Des combats de l’UFC qui auront lieu le 14 juin... le jour de sa fête.
De Rome à Washington
Imaginez-vous la scène qui vient.
Des dizaines de milliers de personnes rassemblées dans le cœur battant du pouvoir américain, dans ce lieu sacralisé, pour fêter le nouvel octogénaire et assister à des combats d’un sport où les poings règnent et le sang gicle.
Et au centre, Trump.
C’est une évidence : le président américain, plus que quiconque, sait imposer un récit imagé de lui-même. Là-dessus, et peut-être uniquement là-dessus, il sait ce qu’il fait.
Comment ne pas y voir une mise en scène directement inspirée par la principale image de notre imaginaire de l’Empire romain, dont Hollywood s’est d’ailleurs emparé, soit celle de gladiateurs au Colisée de Rome se battant sous les yeux de l’empereur ?
Et qui servait, là aussi, à divertir les foules et l’empereur.
Les images de la construction de l’arène-Colisée parlent d’elles-mêmes : elle dépasse la grosseur de la Maison-Blanche.
Le décor en dit long.
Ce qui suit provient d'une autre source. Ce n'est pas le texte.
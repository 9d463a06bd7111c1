mod logging;

use clap::{Parser, Subcommand};
use imgop::config;
use imgop::toolchain::MagickToolchain;
use imgop::{Envelope, Handler, Request};
use std::io::Read;
use std::path::{Path, PathBuf};

#[derive(Parser)]
#[command(name = "imgop")]
#[command(about = "Run image operations through ImageMagick")]
#[command(long_about = "\
Run image operations through ImageMagick

A request is a JSON object:

  {
    \"operation\": \"resize\",          # ping | identify | getDimensions |
                                      # resize | thumbnail | convert | getSample
    \"payload\": \"<base64 image>\",     # required by identify/getDimensions/resize
    \"inputExtension\": \"jpg\",         # default png
    \"outputExtension\": \"png\",        # default png (resize), none (convert)
    \"width\": 200, \"height\": 100,     # resize; neither set = 100px wide thumbnail
    \"customArgs\": [\"-flip\"]          # extra identify/convert arguments
  }

The result (text, or base64 image bytes) is printed to stdout.

Run 'imgop gen-config' to generate a documented config.toml.")]
#[command(version)]
struct Cli {
    /// Config file (missing file = defaults)
    #[arg(long, default_value = "config.toml", global = true)]
    config: PathBuf,

    /// Enable debug logging
    #[arg(short, long, global = true)]
    verbose: bool,

    /// Emit logs as JSON
    #[arg(long, global = true)]
    json_logs: bool,

    #[command(subcommand)]
    command: Command,
}

#[derive(Subcommand)]
enum Command {
    /// Handle one request read from a file or stdin
    Handle {
        /// Request JSON file; omit or use '-' for stdin
        event: Option<PathBuf>,

        /// Print a JSON envelope ({"result"} or {"errorType","errorMessage"})
        #[arg(long)]
        envelope: bool,
    },
    /// Print a stock config.toml with all options documented
    GenConfig,
}

fn main() -> Result<(), Box<dyn std::error::Error>> {
    let cli = Cli::parse();

    match cli.command {
        Command::Handle { event, envelope } => {
            logging::init(cli.verbose, cli.json_logs);
            let config = config::load_config(&cli.config)?;
            let request: Request = serde_json::from_str(&read_event(event.as_deref())?)?;

            let handler = Handler::new(MagickToolchain::new(&config.toolchain), &config);
            let completion = handler.handle(request);

            if envelope {
                println!("{}", serde_json::to_string(&Envelope::from(&completion))?);
                if completion.is_err() {
                    std::process::exit(1);
                }
            } else {
                println!("{}", completion?);
            }
        }
        Command::GenConfig => {
            print!("{}", config::stock_config_toml());
        }
    }

    Ok(())
}

fn read_event(path: Option<&Path>) -> std::io::Result<String> {
    match path {
        Some(path) if path != Path::new("-") => std::fs::read_to_string(path),
        _ => {
            let mut buf = String::new();
            std::io::stdin().read_to_string(&mut buf)?;
            Ok(buf)
        }
    }
}
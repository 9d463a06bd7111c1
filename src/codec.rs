//! Base64 payload codec.
//!
//! Inbound payloads come from browsers and scripts that are loose about
//! padding, line wrapping and alphabet, so decoding is lenient: whitespace is
//! ignored, padding is optional and URL-safe `-`/`_` are read as `+`/`/`,
//! even when both alphabets appear in one payload.
//! Outbound bytes are always encoded with the standard padded alphabet.

use base64::Engine as _;
use base64::alphabet;
use base64::engine::general_purpose::STANDARD as BASE64;
use base64::engine::{DecodePaddingMode, GeneralPurpose, GeneralPurposeConfig};
use thiserror::Error;

const LENIENT: GeneralPurposeConfig =
    GeneralPurposeConfig::new().with_decode_padding_mode(DecodePaddingMode::Indifferent);

const LENIENT_STANDARD: GeneralPurpose = GeneralPurpose::new(&alphabet::STANDARD, LENIENT);

#[derive(Error, Debug)]
pub enum CodecError {
    #[error("payload is not valid base64: {0}")]
    InvalidBase64(#[from] base64::DecodeError),
}

/// Decode an inbound base64 payload into raw bytes.
pub fn decode_payload(payload: &str) -> Result<Vec<u8>, CodecError> {
    let compact: String = payload
        .chars()
        .filter(|c| !c.is_ascii_whitespace())
        .map(|c| match c {
            '-' => '+',
            '_' => '/',
            c => c,
        })
        .collect();
    Ok(LENIENT_STANDARD.decode(compact)?)
}

/// Encode result bytes for the response.
pub fn encode_output(bytes: &[u8]) -> String {
    BASE64.encode(bytes)
}

#[cfg(test)]
mod tests {
    use super::*;

    #[test]
    fn decodes_standard_padded() {
        assert_eq!(decode_payload("aGVsbG8=").unwrap(), b"hello");
    }

    #[test]
    fn decodes_without_padding() {
        assert_eq!(decode_payload("aGVsbG8").unwrap(), b"hello");
    }

    #[test]
    fn ignores_line_wrapping() {
        assert_eq!(decode_payload("aGVs\nbG8g\r\nd29y bGQ=").unwrap(), b"hello world");
    }

    #[test]
    fn accepts_url_safe_alphabet() {
        // 0xfb 0xff encodes to "+/8=" in standard, "-_8=" in URL-safe
        assert_eq!(decode_payload("-_8=").unwrap(), vec![0xfb, 0xff]);
        assert_eq!(decode_payload("+/8=").unwrap(), vec![0xfb, 0xff]);
    }

    #[test]
    fn accepts_mixed_alphabets() {
        assert_eq!(decode_payload("+_8=").unwrap(), vec![0xfb, 0xff]);
        assert_eq!(decode_payload("-/8").unwrap(), vec![0xfb, 0xff]);
    }

    #[test]
    fn rejects_garbage() {
        assert!(matches!(
            decode_payload("not*base64"),
            Err(CodecError::InvalidBase64(_))
        ));
    }

    #[test]
    fn encode_is_standard_padded() {
        assert_eq!(encode_output(b"hello"), "aGVsbG8=");
        assert_eq!(encode_output(&[0xfb, 0xff]), "+/8=");
    }
}
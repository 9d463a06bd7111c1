//! Request and response types.
//!
//! A [`Request`] is the JSON event a client sends. Field names are camelCase;
//! the legacy payload field `base64Image` is accepted as an alias of
//! `payload`. Anything the handler does not recognise is kept as a resize
//! passthrough option.
//!
//! A request completes exactly once, with a [`Completion`]: either a
//! [`Response`] (text or base64 bytes) or a [`HandlerError`]. The
//! [`Envelope`] is the JSON form of that outcome for transports that need one.

use crate::handler::HandlerError;
use crate::toolchain::ResizeOptions;
use serde::{Deserialize, Serialize};
use std::fmt;
use std::str::FromStr;

/// Inbound request.
#[derive(Debug, Clone, Default, PartialEq, Deserialize)]
#[serde(rename_all = "camelCase")]
pub struct Request {
    pub operation: Option<String>,
    /// Base64-encoded image bytes.
    #[serde(alias = "base64Image")]
    pub payload: Option<String>,
    pub input_extension: Option<String>,
    pub output_extension: Option<String>,
    pub custom_args: Option<Vec<String>>,
    pub width: Option<u32>,
    pub height: Option<u32>,
    #[serde(flatten)]
    pub options: ResizeOptions,
}

impl Request {
    pub fn new(operation: &str) -> Self {
        Self {
            operation: Some(operation.to_string()),
            ..Self::default()
        }
    }

    pub fn with_payload(mut self, payload: impl Into<String>) -> Self {
        self.payload = Some(payload.into());
        self
    }

    /// Take the payload, treating an empty string as absent.
    pub(crate) fn take_payload(&mut self) -> Option<String> {
        self.payload.take().filter(|p| !p.is_empty())
    }

    /// Take the output extension, treating an empty string as absent.
    pub(crate) fn take_output_extension(&mut self) -> Option<String> {
        self.output_extension.take().filter(|e| !e.is_empty())
    }
}

/// Named operations. `thumbnail` parses to [`Operation::Resize`].
#[derive(Debug, Clone, Copy, PartialEq, Eq)]
pub enum Operation {
    Ping,
    GetDimensions,
    Identify,
    Resize,
    GetSample,
    Convert,
}

impl FromStr for Operation {
    type Err = HandlerError;

    fn from_str(name: &str) -> Result<Self, Self::Err> {
        match name {
            "ping" => Ok(Self::Ping),
            "getDimensions" => Ok(Self::GetDimensions),
            "identify" => Ok(Self::Identify),
            "thumbnail" | "resize" => Ok(Self::Resize),
            "getSample" => Ok(Self::GetSample),
            "convert" => Ok(Self::Convert),
            other => Err(HandlerError::UnrecognizedOperation(other.to_string())),
        }
    }
}

/// Successful result of a request.
#[derive(Debug, Clone, PartialEq, Eq)]
pub enum Response {
    /// Tool output or sentinel text.
    Text(String),
    /// Base64 of the bytes the tool produced.
    Encoded(String),
}

impl Response {
    pub fn as_str(&self) -> &str {
        match self {
            Response::Text(s) | Response::Encoded(s) => s,
        }
    }

    pub fn into_string(self) -> String {
        match self {
            Response::Text(s) | Response::Encoded(s) => s,
        }
    }
}

impl fmt::Display for Response {
    fn fmt(&self, f: &mut fmt::Formatter<'_>) -> fmt::Result {
        f.write_str(self.as_str())
    }
}

/// The single outcome of a request.
pub type Completion = Result<Response, HandlerError>;

/// JSON form of a [`Completion`].
#[derive(Debug, Clone, PartialEq, Eq, Serialize)]
#[serde(untagged)]
pub enum Envelope {
    #[serde(rename_all = "camelCase")]
    Success { result: String },
    #[serde(rename_all = "camelCase")]
    Failure {
        error_type: &'static str,
        error_message: String,
    },
}

impl From<&Completion> for Envelope {
    fn from(completion: &Completion) -> Self {
        match completion {
            Ok(response) => Envelope::Success {
                result: response.as_str().to_string(),
            },
            Err(err) => Envelope::Failure {
                error_type: err.kind(),
                error_message: err.to_string(),
            },
        }
    }
}
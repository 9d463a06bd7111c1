//! Handler configuration.
//!
//! Loaded from an optional `config.toml`. Every option has a default, so a
//! missing file is the same as an empty one, and user files only need the
//! values they want to override.
//!
//! ## Configuration Options
//!
//! ```toml
//! # All options are optional - defaults shown below
//!
//! [toolchain]
//! identify = "identify"        # Executable for inspect requests
//! convert = "convert"          # Executable for resize and convert requests
//!
//! [ephemeral]
//! # dir = "/tmp"               # Where input/output files live (omit for OS temp dir)
//! prefix = "imgop-"            # File name prefix for ephemeral files
//! default_extension = "png"    # Used when a request names no extension
//!
//! [resize]
//! thumbnail_width = 100        # Width used when a resize names no dimensions
//! ```
//!
//! Unknown keys are rejected to catch typos early.

use serde::Deserialize;
use std::fs;
use std::path::{Path, PathBuf};
use thiserror::Error;

#[derive(Error, Debug)]
pub enum ConfigError {
    #[error("IO error: {0}")]
    Io(#[from] std::io::Error),
    #[error("TOML parse error: {0}")]
    Toml(#[from] toml::de::Error),
    #[error("Config validation error: {0}")]
    Validation(String),
}

/// Top-level handler configuration.
#[derive(Debug, Clone, Default, PartialEq, Deserialize)]
#[serde(default, deny_unknown_fields)]
pub struct HandlerConfig {
    /// External executables.
    pub toolchain: ToolchainConfig,
    /// Ephemeral file placement and naming.
    pub ephemeral: EphemeralConfig,
    /// Resize defaults.
    pub resize: ResizeConfig,
}

impl HandlerConfig {
    /// Validate config values are within acceptable ranges.
    pub fn validate(&self) -> Result<(), ConfigError> {
        if self.toolchain.identify.trim().is_empty() {
            return Err(ConfigError::Validation(
                "toolchain.identify must not be empty".into(),
            ));
        }
        if self.toolchain.convert.trim().is_empty() {
            return Err(ConfigError::Validation(
                "toolchain.convert must not be empty".into(),
            ));
        }
        let ext = &self.ephemeral.default_extension;
        if ext.is_empty() || !ext.chars().all(|c| c.is_ascii_alphanumeric()) {
            return Err(ConfigError::Validation(
                "ephemeral.default_extension must be non-empty ASCII alphanumerics".into(),
            ));
        }
        if self.ephemeral.prefix.contains(['/', '\\']) {
            return Err(ConfigError::Validation(
                "ephemeral.prefix must not contain path separators".into(),
            ));
        }
        if self.resize.thumbnail_width == 0 {
            return Err(ConfigError::Validation(
                "resize.thumbnail_width must be non-zero".into(),
            ));
        }
        Ok(())
    }
}

/// Names (or paths) of the ImageMagick executables.
#[derive(Debug, Clone, PartialEq, Deserialize)]
#[serde(default, deny_unknown_fields)]
pub struct ToolchainConfig {
    pub identify: String,
    pub convert: String,
}

impl Default for ToolchainConfig {
    fn default() -> Self {
        Self {
            identify: "identify".to_string(),
            convert: "convert".to_string(),
        }
    }
}

/// Ephemeral file settings.
#[derive(Debug, Clone, PartialEq, Deserialize)]
#[serde(default, deny_unknown_fields)]
pub struct EphemeralConfig {
    /// Directory for input/output files. `None` means the OS temp dir.
    pub dir: Option<PathBuf>,
    pub prefix: String,
    pub default_extension: String,
}

impl EphemeralConfig {
    pub fn resolved_dir(&self) -> PathBuf {
        self.dir.clone().unwrap_or_else(std::env::temp_dir)
    }
}

impl Default for EphemeralConfig {
    fn default() -> Self {
        Self {
            dir: None,
            prefix: "imgop-".to_string(),
            default_extension: "png".to_string(),
        }
    }
}

#[derive(Debug, Clone, PartialEq, Deserialize)]
#[serde(default, deny_unknown_fields)]
pub struct ResizeConfig {
    /// Width applied when a resize request sets neither width nor height.
    pub thumbnail_width: u32,
}

impl Default for ResizeConfig {
    fn default() -> Self {
        Self {
            thumbnail_width: 100,
        }
    }
}

/// Load and validate the config at `path`, falling back to defaults when the
/// file does not exist.
pub fn load_config(path: &Path) -> Result<HandlerConfig, ConfigError> {
    if !path.exists() {
        return Ok(HandlerConfig::default());
    }
    let content = fs::read_to_string(path)?;
    let config: HandlerConfig = toml::from_str(&content)?;
    config.validate()?;
    Ok(config)
}

/// A documented `config.toml` with every option at its default.
pub fn stock_config_toml() -> &'static str {
    r#"# imgop configuration
# All options are optional. Values shown are the defaults.

[toolchain]
# Executable used for identify/getDimensions requests.
identify = "identify"
# Executable used for resize, thumbnail, convert and getSample requests.
convert = "convert"

[ephemeral]
# Directory for per-request input/output files. Omit to use the OS temp dir.
# dir = "/tmp"
# File name prefix; a random suffix keeps concurrent requests apart.
prefix = "imgop-"
# Extension used when a request sets no inputExtension/outputExtension.
default_extension = "png"

[resize]
# Width used when a resize request sets neither width nor height.
thumbnail_width = 100
"#
}
//! The module contains the errors the engine can throw.
//!
//! The errors fall in four groups:
//!
//! - [`KeyNotFound`] covers both "does not exist" and "not an owner". Callers
//!   must not be able to tell the two apart.
//! - validation errors ([`InvalidAmount`], [`InvalidCurrency`],
//!   [`InvalidName`], [`InvalidCategory`]) are raised before any write.
//! - store errors ([`Database`], [`Timeout`]) are recoverable: the operation
//!   was not applied and can be retried as a whole.
//! - [`ExistingKey`] is returned when a unique name is already taken.
//!
//!  [`KeyNotFound`]: EngineError::KeyNotFound
//!  [`InvalidAmount`]: EngineError::InvalidAmount
//!  [`InvalidCurrency`]: EngineError::InvalidCurrency
//!  [`InvalidName`]: EngineError::InvalidName
//!  [`InvalidCategory`]: EngineError::InvalidCategory
//!  [`Database`]: EngineError::Database
//!  [`Timeout`]: EngineError::Timeout
//!  [`ExistingKey`]: EngineError::ExistingKey
use std::time::Duration;

use sea_orm::DbErr;
use thiserror::Error;

/// Engine custom errors.
#[derive(Error, Debug)]
pub enum EngineError {
    #[error("\"{0}\" key not found!")]
    KeyNotFound(String),
    #[error("\"{0}\" already present!")]
    ExistingKey(String),
    #[error("Invalid amount: {0}")]
    InvalidAmount(String),
    #[error("Invalid currency: {0}")]
    InvalidCurrency(String),
    #[error("Invalid name: {0}")]
    InvalidName(String),
    #[error("Invalid category: {0}")]
    InvalidCategory(String),
    #[error("Store operation timed out after {0:?}")]
    Timeout(Duration),
    #[error(transparent)]
    Database(#[from] DbErr),
}

impl EngineError {
    /// `true` when the operation was rejected by the store and may be retried.
    #[must_use]
    pub fn is_recoverable(&self) -> bool {
        matches!(self, Self::Database(_) | Self::Timeout(_))
    }
}

impl PartialEq for EngineError {
    fn eq(&self, other: &Self) -> bool {
        match (self, other) {
            (Self::KeyNotFound(a), Self::KeyNotFound(b)) => a == b,
            (Self::ExistingKey(a), Self::ExistingKey(b)) => a == b,
            (Self::InvalidAmount(a), Self::InvalidAmount(b)) => a == b,
            (Self::InvalidCurrency(a), Self::InvalidCurrency(b)) => a == b,
            (Self::InvalidName(a), Self::InvalidName(b)) => a == b,
            (Self::InvalidCategory(a), Self::InvalidCategory(b)) => a == b,
            (Self::Timeout(a), Self::Timeout(b)) => a == b,
            (Self::Database(a), Self::Database(b)) => a.to_string() == b.to_string(),
            _ => false,
        }
    }
}
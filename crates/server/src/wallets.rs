//! Wallet API endpoints.

use api_types::{
    dashboard::BaseQuery,
    wallet::{WalletCreated, WalletNew, WalletRename, WalletShare, WalletSummary},
};
use axum::{
    Extension, Json,
    extract::{Path, Query, State},
    http::StatusCode,
};
use axum_extra::extract::CookieJar;
use uuid::Uuid;

use crate::{
    ServerError,
    server::{CurrentUser, ServerState},
    views,
};

/// Handle requests for creating a new wallet owned by the caller.
pub async fn wallet_new(
    Extension(CurrentUser(user_id)): Extension<CurrentUser>,
    State(state): State<ServerState>,
    Json(payload): Json<WalletNew>,
) -> Result<(StatusCode, Json<WalletCreated>), ServerError> {
    let id = state.engine.new_wallet(&payload.name, user_id).await?;
    Ok((StatusCode::CREATED, Json(WalletCreated { id })))
}

/// Wallet with its flows and category totals in the requested base currency.
pub async fn get(
    Extension(CurrentUser(user_id)): Extension<CurrentUser>,
    State(state): State<ServerState>,
    Path(wallet_id): Path<Uuid>,
    jar: CookieJar,
    Query(query): Query<BaseQuery>,
) -> Result<(CookieJar, Json<WalletSummary>), ServerError> {
    let (base, jar) = views::base(&state, jar, query.base.as_deref())?;
    let summary = state
        .engine
        .wallet_summary(wallet_id, user_id, base)
        .await?;
    let names = views::category_names(&state).await?;

    Ok((
        jar,
        Json(WalletSummary {
            wallet: views::wallet(&summary.wallet),
            flows: summary
                .flows
                .iter()
                .map(|entry| views::flow(&entry.flow, Some(entry.operator.clone())))
                .collect(),
            base: base.to_string(),
            categories: views::category_totals(&summary.categories, &names),
            total: summary.categories.total(),
        }),
    ))
}

pub async fn rename(
    Extension(CurrentUser(user_id)): Extension<CurrentUser>,
    State(state): State<ServerState>,
    Path(wallet_id): Path<Uuid>,
    Json(payload): Json<WalletRename>,
) -> Result<StatusCode, ServerError> {
    state
        .engine
        .rename_wallet(wallet_id, &payload.name, user_id)
        .await?;
    Ok(StatusCode::NO_CONTENT)
}

pub async fn delete(
    Extension(CurrentUser(user_id)): Extension<CurrentUser>,
    State(state): State<ServerState>,
    Path(wallet_id): Path<Uuid>,
) -> Result<StatusCode, ServerError> {
    state.engine.delete_wallet(wallet_id, user_id).await?;
    Ok(StatusCode::NO_CONTENT)
}

/// Add another user to the wallet owners.
pub async fn share(
    Extension(CurrentUser(user_id)): Extension<CurrentUser>,
    State(state): State<ServerState>,
    Path(wallet_id): Path<Uuid>,
    Json(payload): Json<WalletShare>,
) -> Result<StatusCode, ServerError> {
    state
        .engine
        .share_wallet(wallet_id, user_id, &payload.username)
        .await?;
    Ok(StatusCode::NO_CONTENT)
}
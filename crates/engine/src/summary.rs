//! Category and currency aggregates.
//!
//! Aggregates are computed from the flow journal on every read and are never
//! persisted. Conversions use whatever rate table is current at read time.

use std::collections::BTreeMap;

use rust_decimal::{Decimal, RoundingStrategy};
use uuid::Uuid;

use crate::{
    Amount, Currency, EngineError, Flow, FlowEntry, RateTable, ResultEngine, Wallet,
    money::AMOUNT_SCALE,
};

/// Flow sums grouped by category.
#[derive(Clone, Debug, PartialEq, Eq)]
pub struct CategoryTotals {
    /// Currency of every converted figure.
    pub base: Currency,
    /// Version of the rate table used for the conversion.
    pub rates_version: u64,
    /// Exact sum per category and currency.
    pub by_currency: BTreeMap<Uuid, BTreeMap<Currency, Amount>>,
    /// Per category: every currency sum converted to `base`, then added up.
    pub by_category: BTreeMap<Uuid, Decimal>,
}

impl CategoryTotals {
    /// Sum of every category in the base currency.
    #[must_use]
    pub fn total(&self) -> Decimal {
        add_up(self.by_category.values().copied())
    }
}

/// Everything a wallet page shows.
#[derive(Clone, Debug, PartialEq, Eq)]
pub struct WalletSummary {
    pub wallet: Wallet,
    /// Newest first.
    pub flows: Vec<FlowEntry>,
    pub categories: CategoryTotals,
}

/// Overview of every wallet a user owns.
#[derive(Clone, Debug, PartialEq, Eq)]
pub struct Dashboard {
    pub wallets: Vec<Wallet>,
    /// Balances added up per currency across the wallets, unconverted.
    pub currency_totals: BTreeMap<Currency, Amount>,
    /// `currency_totals` converted to the base currency.
    pub total: Decimal,
    pub categories: CategoryTotals,
}

fn round(value: Decimal) -> Decimal {
    value.round_dp_with_strategy(AMOUNT_SCALE, RoundingStrategy::MidpointNearestEven)
}

/// Sum that saturates at the bounds of [`Decimal`] instead of panicking.
fn add_up(values: impl IntoIterator<Item = Decimal>) -> Decimal {
    values
        .into_iter()
        .fold(Decimal::ZERO, |sum, value| sum.saturating_add(value))
}

fn overflow() -> EngineError {
    EngineError::InvalidAmount("total overflow".to_string())
}

/// Group `flows` by (category, currency), sum, and convert every group to
/// `base`.
pub fn category_totals<'a>(
    flows: impl IntoIterator<Item = &'a Flow>,
    rates: &RateTable,
    base: Currency,
) -> ResultEngine<CategoryTotals> {
    let mut by_currency: BTreeMap<Uuid, BTreeMap<Currency, Amount>> = BTreeMap::new();
    for flow in flows {
        let sum = by_currency
            .entry(flow.category_id)
            .or_default()
            .entry(flow.currency)
            .or_default();
        *sum = sum.checked_add(flow.amount).ok_or_else(overflow)?;
    }

    let by_category = by_currency
        .iter()
        .map(|(category_id, sums)| {
            let converted = add_up(
                sums.iter()
                    .map(|(currency, sum)| rates.convert(sum.to_decimal(), *currency, base)),
            );
            (*category_id, round(converted))
        })
        .collect();

    Ok(CategoryTotals {
        base,
        rates_version: rates.version(),
        by_currency,
        by_category,
    })
}

/// Add up wallet balances per currency.
pub fn currency_totals<'a>(
    wallets: impl IntoIterator<Item = &'a Wallet>,
) -> ResultEngine<BTreeMap<Currency, Amount>> {
    let mut totals: BTreeMap<Currency, Amount> = BTreeMap::new();
    for wallet in wallets {
        for (currency, balance) in &wallet.balances {
            let total = totals.entry(*currency).or_default();
            *total = total.checked_add(*balance).ok_or_else(overflow)?;
        }
    }
    Ok(totals)
}

/// Convert per-currency figures to `base` and add them up.
#[must_use]
pub fn converted_total(
    totals: &BTreeMap<Currency, Amount>,
    rates: &RateTable,
    base: Currency,
) -> Decimal {
    round(add_up(
        totals
            .iter()
            .map(|(currency, amount)| rates.convert(amount.to_decimal(), *currency, base)),
    ))
}

#[cfg(test)]
mod tests {
    use chrono::Utc;
    use rust_decimal_macros::dec;

    use super::*;

    fn flow(category_id: Uuid, amount: &str, currency: Currency) -> Flow {
        Flow {
            id: Uuid::new_v4(),
            wallet_id: Uuid::nil(),
            amount: amount.parse().unwrap(),
            currency,
            category_id,
            description: String::new(),
            created_at: Utc::now(),
            operator_id: Uuid::nil(),
        }
    }

    fn rates() -> RateTable {
        RateTable::new(
            Currency::USD,
            [
                ("CNY".to_string(), dec!(0.14)),
                ("EUR".to_string(), dec!(1.10)),
            ],
        )
        .unwrap()
    }

    #[test]
    fn single_currency_category_keeps_raw_sum() {
        let food = Uuid::new_v4();
        let flows = [
            flow(food, "100", Currency::CNY),
            flow(food, "-30", Currency::CNY),
        ];

        let totals = category_totals(&flows, &rates(), Currency::CNY).unwrap();

        assert_eq!(
            totals.by_currency[&food][&Currency::CNY],
            Amount::from_units(70).unwrap()
        );
        assert_eq!(totals.by_category[&food], dec!(70));
        assert_eq!(totals.total(), dec!(70));
    }

    #[test]
    fn currencies_are_converted_then_added() {
        let food = Uuid::new_v4();
        let rent = Uuid::new_v4();
        let flows = [
            flow(food, "-10", Currency::EUR),
            flow(food, "-50", Currency::CNY),
            flow(rent, "-3", Currency::USD),
            flow(rent, "5", Currency::try_from("XYZ").unwrap()),
        ];

        let totals = category_totals(&flows, &rates(), Currency::USD).unwrap();

        // -10 EUR = -11 USD, -50 CNY = -7 USD.
        assert_eq!(totals.by_category[&food], dec!(-18));
        // Unknown codes count at face value.
        assert_eq!(totals.by_category[&rent], dec!(2));
        assert_eq!(totals.by_currency[&food].len(), 2);
        assert_eq!(totals.base, Currency::USD);
    }

    #[test]
    fn empty_journal_has_no_categories() {
        let totals = category_totals(Vec::<Flow>::new().iter(), &rates(), Currency::CNY).unwrap();
        assert!(totals.by_category.is_empty());
        assert_eq!(totals.total(), Decimal::ZERO);
    }

    #[test]
    fn currency_totals_add_balances() {
        let owner = Uuid::new_v4();
        let mut cash = Wallet::new("Cash".to_string(), owner);
        cash.apply(Currency::CNY, Amount::from_units(70).unwrap()).unwrap();
        let mut bank = Wallet::new("Bank".to_string(), owner);
        bank.apply(Currency::CNY, Amount::from_units(30).unwrap()).unwrap();
        bank.apply(Currency::USD, Amount::from_units(2).unwrap()).unwrap();

        let totals = currency_totals([&cash, &bank]).unwrap();

        assert_eq!(totals[&Currency::CNY], Amount::from_units(100).unwrap());
        assert_eq!(totals[&Currency::USD], Amount::from_units(2).unwrap());
        // 100 CNY = 14 USD.
        assert_eq!(converted_total(&totals, &rates(), Currency::USD), dec!(16));
    }

    #[test]
    fn converted_sums_saturate_instead_of_overflowing() {
        let aaa = Currency::try_from("AAA").unwrap();
        let bbb = Currency::try_from("BBB").unwrap();
        let rates = RateTable::new(
            Currency::USD,
            [
                ("AAA".to_string(), dec!(50000000000000)),
                ("BBB".to_string(), dec!(50000000000000)),
            ],
        )
        .unwrap();
        let food = Uuid::new_v4();
        let mut flows = [flow(food, "0", aaa), flow(food, "0", bbb)];
        for flow in &mut flows {
            flow.amount = Amount::new(i64::MAX);
        }

        let totals = category_totals(&flows, &rates, Currency::USD).unwrap();
        assert_eq!(totals.by_category[&food], Decimal::MAX);
        assert_eq!(totals.total(), Decimal::MAX);

        let max = Amount::new(i64::MAX);
        let balances = BTreeMap::from([(aaa, max), (bbb, max)]);
        assert_eq!(converted_total(&balances, &rates, Currency::USD), Decimal::MAX);
    }
}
Métaphoriquement parlant.
C’est le spectacle et le divertissement qui dépassent l’institution de la Maison-Blanche.
C’est le combat qui devient plus important que la démocratie.
C’est la célébration de la force brute, comme roi et maître.
Du Christ à l’empereur
Trump s’est souvent mis en scène en Christ rédempteur.
Pour sa fête, à la Maison-Blanche, ce sera plutôt en néo-empereur romain.